In each of the above examples, the parents and players were spending extra time, money, effort and energy to get better. This, in itself, is a a very positive desire. Unfortunately, because of misunderstanding about the athletic development process - especially in young athletes - and through no other fault of their own, each player got hurt because of over-training and then had to sit out of the sport for a significant period. In a very real sense, the desire to do more and get better actually put the player farther behind.
The number of frustrated players and parents I've seen because of this process continues to grow each year. A few general comments:
- "Generic In = Generic Out" when it comes to training, for soccer, strength, or whatever the goal. If you see athletes from a different sport doing the same general exercises, then the exercies are not sport-specific, and they likely aren't as productive as they should be.

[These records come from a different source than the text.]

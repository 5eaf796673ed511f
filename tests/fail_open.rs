//! Behavior while the shared store is failing.

use api_throttle::infrastructure::mocks::{FailingStore, MockClock};
use api_throttle::{
    CircuitBreakerConfig, CircuitState, Decision, Endpoint, Engine, EngineBuilder, LimitSpec,
    MemoryStore, Rejection, Role, Settings, UserContext,
};
use std::sync::Arc;
use std::time::Duration;

fn init_logging() {
    let _ = tracing_subscriber::fmt()
        .with_test_writer()
        .with_env_filter("api_throttle=debug")
        .try_init();
}

fn engine_over(clock: &MockClock, store: Arc<FailingStore>) -> Engine {
    EngineBuilder::new()
        .with_settings(Settings {
            default_limit: Some(LimitSpec::per_minute(2).with_ip_max(2)),
            ..Settings::default()
        })
        .with_clock(Arc::new(clock.clone()))
        .with_store(store)
        .with_circuit_breaker_config(CircuitBreakerConfig {
            failure_threshold: 3,
            recovery_timeout: Duration::from_secs(30),
        })
        .build()
        .unwrap()
}

fn healthy_store(clock: &MockClock) -> Arc<FailingStore> {
    let inner = Arc::new(MemoryStore::new(Arc::new(clock.clone())));
    Arc::new(FailingStore::wrapping(inner, false))
}

#[test]
fn test_outage_admits_everything() {
    init_logging();
    let clock = MockClock::default();
    let store = healthy_store(&clock);
    let engine = engine_over(&clock, store.clone());
    let endpoint = Endpoint::parse("GET /catalog");
    let ctx = UserContext::authenticated("17", Role::User, "192.0.2.17");

    assert!(engine.check(&endpoint, &ctx).is_allowed());
    assert!(engine.check(&endpoint, &ctx).is_allowed());
    assert!(!engine.check(&endpoint, &ctx).is_allowed());

    store.set_failing(true);
    for _ in 0..25 {
        let Decision::Allowed(admission) = engine.check(&endpoint, &ctx) else {
            panic!("outage must not reject");
        };
        let result = admission.result.unwrap();
        assert!(result.ip.fail_open);
        assert!(result.user.unwrap().fail_open);
    }
    assert!(engine.metrics().fail_open() >= 25);
    assert!(engine.metrics().store_failures() > 0);
}

#[test]
fn test_open_circuit_stops_store_traffic() {
    init_logging();
    let clock = MockClock::default();
    let store = healthy_store(&clock);
    let engine = engine_over(&clock, store.clone());
    let endpoint = Endpoint::parse("GET /catalog");
    let ctx = UserContext::anonymous("192.0.2.18");

    store.set_failing(true);
    engine.check(&endpoint, &ctx);
    assert_eq!(engine.circuit_breaker().state(), CircuitState::Open);

    let calls = store.calls();
    for _ in 0..10 {
        assert!(engine.check(&endpoint, &ctx).is_allowed());
    }
    assert_eq!(store.calls(), calls);
}

#[test]
fn test_recovery_resumes_limiting() {
    init_logging();
    let clock = MockClock::default();
    let store = healthy_store(&clock);
    let engine = engine_over(&clock, store.clone());
    let endpoint = Endpoint::parse("POST /carts");
    let ctx = UserContext::anonymous("192.0.2.19");

    assert!(engine.check(&endpoint, &ctx).is_allowed());
    assert!(engine.check(&endpoint, &ctx).is_allowed());

    store.set_failing(true);
    engine.check(&endpoint, &ctx);
    assert_eq!(engine.circuit_breaker().state(), CircuitState::Open);

    store.set_failing(false);
    clock.advance(Duration::from_secs(31));

    // Both earlier requests are still inside the minute
    let decision = engine.check(&endpoint, &ctx);
    assert!(matches!(
        decision.rejection(),
        Some(Rejection::RateLimitExceeded { .. })
    ));
    assert_eq!(engine.circuit_breaker().state(), CircuitState::Closed);
}

#[test]
fn test_outage_never_bans() {
    let clock = MockClock::default();
    let store = healthy_store(&clock);
    let engine = engine_over(&clock, store.clone());
    let ctx = UserContext::anonymous("192.0.2.20");

    store.set_failing(true);
    for _ in 0..50 {
        engine.check(&Endpoint::parse("GET /x"), &ctx);
    }
    store.set_failing(false);
    clock.advance(Duration::from_secs(31));

    assert!(!engine.admin().check_ban_status("ip:192.0.2.20").is_banned);
    assert!(engine.admin().get_penalty_stats("ip:192.0.2.20").is_none());
    assert_eq!(engine.metrics().bans_imposed(), 0);
}
/// Logger configuration shared by every logging call
///
/// Binaries build a `LoggerConfig` from their CLI flags and install it once via
/// `logger::init`. Library code only reads it.
use super::levels::LogLevel;
use super::tags::LogTag;
use once_cell::sync::Lazy;
use parking_lot::RwLock;
use std::collections::HashSet;

/// Global logger configuration
static LOGGER_CONFIG: Lazy<RwLock<LoggerConfig>> =
    Lazy::new(|| RwLock::new(LoggerConfig::default()));

#[derive(Debug, Clone)]
pub struct LoggerConfig {
    /// Lines above this level are dropped (Debug/Verbose have extra gates)
    pub min_level: LogLevel,

    /// Tags with debug output enabled (`--debug <tag>`); "all" enables every tag
    pub debug_tags: HashSet<String>,

    /// Mirror console output into the daily log file
    pub file_logging: bool,
}

impl Default for LoggerConfig {
    fn default() -> Self {
        Self {
            min_level: LogLevel::Info,
            debug_tags: HashSet::new(),
            file_logging: false,
        }
    }
}

impl LoggerConfig {
    /// Build a config from the common CLI flags
    pub fn from_flags(debug_tags: &[String], verbose: bool, quiet: bool) -> Self {
        let min_level = if verbose {
            LogLevel::Verbose
        } else if quiet {
            LogLevel::Warning
        } else {
            LogLevel::Info
        };

        Self {
            min_level,
            debug_tags: debug_tags
                .iter()
                .map(|t| t.trim().to_lowercase())
                .filter(|t| !t.is_empty())
                .collect(),
            file_logging: true,
        }
    }

    pub fn is_debug_enabled_for(&self, tag: &LogTag) -> bool {
        if self.min_level == LogLevel::Verbose || self.debug_tags.contains("all") {
            return true;
        }
        self.debug_tags.contains(&tag.to_debug_key())
    }
}

/// Get a snapshot of the current logger configuration
pub fn get_logger_config() -> LoggerConfig {
    LOGGER_CONFIG.read().clone()
}

/// Replace the logger configuration
pub fn set_logger_config(config: LoggerConfig) {
    *LOGGER_CONFIG.write() = config;
}

#[cfg(test)]
mod tests {
    use super::*;

    #[test]
    fn test_from_flags_levels() {
        assert_eq!(LoggerConfig::from_flags(&[], false, false).min_level, LogLevel::Info);
        assert_eq!(LoggerConfig::from_flags(&[], false, true).min_level, LogLevel::Warning);
        assert_eq!(LoggerConfig::from_flags(&[], true, true).min_level, LogLevel::Verbose);
    }

    #[test]
    fn test_debug_tags_are_case_insensitive() {
        let config = LoggerConfig::from_flags(&["Planner".to_string()], false, false);
        assert!(config.is_debug_enabled_for(&LogTag::Planner));
        assert!(!config.is_debug_enabled_for(&LogTag::Journal));

        let all = LoggerConfig::from_flags(&["all".to_string()], false, false);
        assert!(all.is_debug_enabled_for(&LogTag::Journal));
    }
}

- "Less is More" is very true when it comes to intentional high quality training, for soccer, strength or whatever the training goal. Often, parents and players (and sometimes misguided but well-intentioned coaches) fall into the "more is better" approach. On a very basic level, a real off-season should not be filled with high intensity training, as the player's body then never gets the opportunity to actually recover from previous soccer training; they then start the next period of soccer training fatigued and more likely to get injured. Even more problematically and as illustrated by the cases above, adding high intensity training (and to a certain extent any type of additional and "unaccounted for" training) significantly raises the risk of injury within the season.
- "Plan Your Calendar!" Every part of the year has a purpose, whether in-season, off-season, or pre-season. Different player characteristics should be targeted during each time of year to develop a well rounded, happy, and healthy player. When the the year-round activities of a player are well coordinated, the player will thrive, and that is what we are all here for.